[[ MATERIAL PROVIDED open ]]

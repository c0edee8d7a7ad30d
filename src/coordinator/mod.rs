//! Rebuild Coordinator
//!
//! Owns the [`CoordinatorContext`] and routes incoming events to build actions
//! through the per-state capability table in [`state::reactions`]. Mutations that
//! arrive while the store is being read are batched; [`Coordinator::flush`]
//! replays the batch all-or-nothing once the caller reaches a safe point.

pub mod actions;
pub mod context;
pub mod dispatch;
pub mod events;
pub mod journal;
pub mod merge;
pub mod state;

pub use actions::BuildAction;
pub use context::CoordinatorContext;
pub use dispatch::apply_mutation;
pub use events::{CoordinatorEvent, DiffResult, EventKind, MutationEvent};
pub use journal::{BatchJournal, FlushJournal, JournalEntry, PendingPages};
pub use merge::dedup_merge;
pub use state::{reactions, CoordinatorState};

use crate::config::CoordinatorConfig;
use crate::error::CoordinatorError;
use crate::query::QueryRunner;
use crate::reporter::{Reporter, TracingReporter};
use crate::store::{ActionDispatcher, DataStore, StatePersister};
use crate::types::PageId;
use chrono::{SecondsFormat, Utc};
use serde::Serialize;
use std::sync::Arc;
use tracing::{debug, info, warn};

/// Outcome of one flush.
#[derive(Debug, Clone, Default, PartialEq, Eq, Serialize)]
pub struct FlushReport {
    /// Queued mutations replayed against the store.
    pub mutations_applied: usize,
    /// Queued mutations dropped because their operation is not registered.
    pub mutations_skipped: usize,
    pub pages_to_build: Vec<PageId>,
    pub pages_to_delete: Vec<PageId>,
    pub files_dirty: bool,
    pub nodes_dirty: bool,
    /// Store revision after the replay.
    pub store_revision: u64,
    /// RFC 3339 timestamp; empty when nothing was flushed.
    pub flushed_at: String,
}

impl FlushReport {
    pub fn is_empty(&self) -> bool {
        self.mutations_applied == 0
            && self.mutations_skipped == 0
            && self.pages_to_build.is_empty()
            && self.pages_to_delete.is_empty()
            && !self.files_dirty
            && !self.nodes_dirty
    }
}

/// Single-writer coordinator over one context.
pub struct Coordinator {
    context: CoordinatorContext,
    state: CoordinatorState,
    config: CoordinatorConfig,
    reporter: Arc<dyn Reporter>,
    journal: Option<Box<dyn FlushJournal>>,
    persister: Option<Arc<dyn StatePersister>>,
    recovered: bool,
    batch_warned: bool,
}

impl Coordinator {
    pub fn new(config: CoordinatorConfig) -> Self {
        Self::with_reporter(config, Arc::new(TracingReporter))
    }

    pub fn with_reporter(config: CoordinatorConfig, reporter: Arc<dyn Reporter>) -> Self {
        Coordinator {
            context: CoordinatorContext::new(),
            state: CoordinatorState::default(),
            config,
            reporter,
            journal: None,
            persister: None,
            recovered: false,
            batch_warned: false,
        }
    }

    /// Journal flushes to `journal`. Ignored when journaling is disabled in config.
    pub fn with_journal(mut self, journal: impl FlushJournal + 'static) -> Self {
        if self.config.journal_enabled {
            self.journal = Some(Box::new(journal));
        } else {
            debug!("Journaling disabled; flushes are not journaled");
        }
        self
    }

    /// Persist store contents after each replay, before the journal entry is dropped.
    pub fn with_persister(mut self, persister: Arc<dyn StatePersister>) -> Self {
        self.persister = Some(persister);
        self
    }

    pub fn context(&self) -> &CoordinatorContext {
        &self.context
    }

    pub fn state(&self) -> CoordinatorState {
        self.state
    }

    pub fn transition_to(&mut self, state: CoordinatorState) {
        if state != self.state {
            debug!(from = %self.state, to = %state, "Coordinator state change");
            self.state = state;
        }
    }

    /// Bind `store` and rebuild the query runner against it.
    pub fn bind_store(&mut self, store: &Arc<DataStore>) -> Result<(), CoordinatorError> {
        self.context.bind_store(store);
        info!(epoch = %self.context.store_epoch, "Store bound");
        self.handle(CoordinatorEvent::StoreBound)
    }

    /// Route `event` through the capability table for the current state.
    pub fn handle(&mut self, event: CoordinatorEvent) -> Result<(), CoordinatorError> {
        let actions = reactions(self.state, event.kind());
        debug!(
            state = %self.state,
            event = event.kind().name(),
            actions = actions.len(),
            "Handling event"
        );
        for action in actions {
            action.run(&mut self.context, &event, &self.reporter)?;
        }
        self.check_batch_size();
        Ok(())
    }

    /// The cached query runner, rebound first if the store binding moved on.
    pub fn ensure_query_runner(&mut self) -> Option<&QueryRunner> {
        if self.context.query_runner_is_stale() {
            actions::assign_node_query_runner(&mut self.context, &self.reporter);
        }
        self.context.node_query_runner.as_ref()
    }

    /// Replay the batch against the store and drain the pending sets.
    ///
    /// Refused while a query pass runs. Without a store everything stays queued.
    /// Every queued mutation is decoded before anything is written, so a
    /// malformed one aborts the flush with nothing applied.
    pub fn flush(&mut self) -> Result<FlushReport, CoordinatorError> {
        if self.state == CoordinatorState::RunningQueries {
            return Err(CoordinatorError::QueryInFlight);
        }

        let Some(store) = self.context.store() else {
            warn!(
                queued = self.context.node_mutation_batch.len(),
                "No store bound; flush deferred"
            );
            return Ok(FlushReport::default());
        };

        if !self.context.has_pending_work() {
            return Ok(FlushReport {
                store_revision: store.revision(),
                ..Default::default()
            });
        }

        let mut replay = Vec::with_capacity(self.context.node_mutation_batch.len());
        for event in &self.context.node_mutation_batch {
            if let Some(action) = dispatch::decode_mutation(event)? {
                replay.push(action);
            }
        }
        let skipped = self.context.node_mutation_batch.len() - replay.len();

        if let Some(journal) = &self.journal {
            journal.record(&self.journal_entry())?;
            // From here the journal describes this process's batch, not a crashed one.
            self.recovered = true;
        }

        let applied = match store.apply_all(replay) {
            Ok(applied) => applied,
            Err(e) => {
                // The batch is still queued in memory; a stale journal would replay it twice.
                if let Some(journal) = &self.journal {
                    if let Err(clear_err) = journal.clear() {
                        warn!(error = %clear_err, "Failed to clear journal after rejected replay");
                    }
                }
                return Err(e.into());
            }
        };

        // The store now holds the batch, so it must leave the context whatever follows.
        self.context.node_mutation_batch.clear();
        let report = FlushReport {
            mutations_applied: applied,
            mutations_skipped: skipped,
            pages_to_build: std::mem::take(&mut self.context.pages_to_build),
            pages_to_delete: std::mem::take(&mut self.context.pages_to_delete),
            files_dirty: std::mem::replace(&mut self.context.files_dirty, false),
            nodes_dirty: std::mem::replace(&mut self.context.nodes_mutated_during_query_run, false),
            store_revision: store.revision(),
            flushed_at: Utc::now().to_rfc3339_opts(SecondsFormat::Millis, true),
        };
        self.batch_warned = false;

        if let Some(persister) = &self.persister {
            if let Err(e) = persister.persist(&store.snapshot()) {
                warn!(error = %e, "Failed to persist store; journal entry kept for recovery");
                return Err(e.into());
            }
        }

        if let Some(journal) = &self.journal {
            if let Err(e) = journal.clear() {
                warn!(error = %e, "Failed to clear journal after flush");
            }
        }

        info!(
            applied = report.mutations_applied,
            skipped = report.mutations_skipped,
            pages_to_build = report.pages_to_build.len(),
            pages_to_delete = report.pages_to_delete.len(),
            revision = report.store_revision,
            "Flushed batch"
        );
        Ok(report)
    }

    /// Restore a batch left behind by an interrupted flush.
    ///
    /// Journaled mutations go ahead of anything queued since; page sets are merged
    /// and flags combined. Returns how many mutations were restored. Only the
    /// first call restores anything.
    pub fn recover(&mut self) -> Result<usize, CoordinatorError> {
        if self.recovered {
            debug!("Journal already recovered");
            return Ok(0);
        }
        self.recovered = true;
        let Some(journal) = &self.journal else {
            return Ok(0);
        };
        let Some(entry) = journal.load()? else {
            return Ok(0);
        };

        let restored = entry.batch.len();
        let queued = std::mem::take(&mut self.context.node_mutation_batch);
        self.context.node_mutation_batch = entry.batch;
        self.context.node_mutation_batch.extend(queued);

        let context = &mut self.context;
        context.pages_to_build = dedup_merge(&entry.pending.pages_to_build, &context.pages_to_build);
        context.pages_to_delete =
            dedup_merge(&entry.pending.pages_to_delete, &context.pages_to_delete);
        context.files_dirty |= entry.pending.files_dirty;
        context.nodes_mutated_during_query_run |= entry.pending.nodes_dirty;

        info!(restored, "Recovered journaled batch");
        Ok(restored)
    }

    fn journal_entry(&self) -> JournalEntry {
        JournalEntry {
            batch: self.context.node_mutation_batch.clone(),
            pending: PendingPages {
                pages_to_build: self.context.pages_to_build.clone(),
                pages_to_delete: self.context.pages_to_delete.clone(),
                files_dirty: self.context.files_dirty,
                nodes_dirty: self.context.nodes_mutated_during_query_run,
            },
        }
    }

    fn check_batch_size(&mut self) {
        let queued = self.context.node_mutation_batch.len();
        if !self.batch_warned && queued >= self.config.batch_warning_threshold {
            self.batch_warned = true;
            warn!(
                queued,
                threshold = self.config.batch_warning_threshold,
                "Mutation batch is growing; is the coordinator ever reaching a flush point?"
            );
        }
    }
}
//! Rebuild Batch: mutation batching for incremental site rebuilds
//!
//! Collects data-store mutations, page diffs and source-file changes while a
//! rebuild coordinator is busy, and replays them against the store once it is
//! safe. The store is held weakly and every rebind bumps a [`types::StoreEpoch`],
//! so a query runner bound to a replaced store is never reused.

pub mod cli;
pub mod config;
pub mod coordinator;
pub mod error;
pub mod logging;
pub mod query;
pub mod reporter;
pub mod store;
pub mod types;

[[ MATERIAL PROVIDED closed ]]

▶ WORK TASK: Filter the data down to the lines that contain the string "after", and copy them.

▶ OUTPUT BELOW:
    /// Store revision after the replay.
    /// Persist store contents after each replay, before the journal entry is dropped.
                        warn!(error = %clear_err, "Failed to clear journal after rejected replay");
                warn!(error = %e, "Failed to clear journal after flush");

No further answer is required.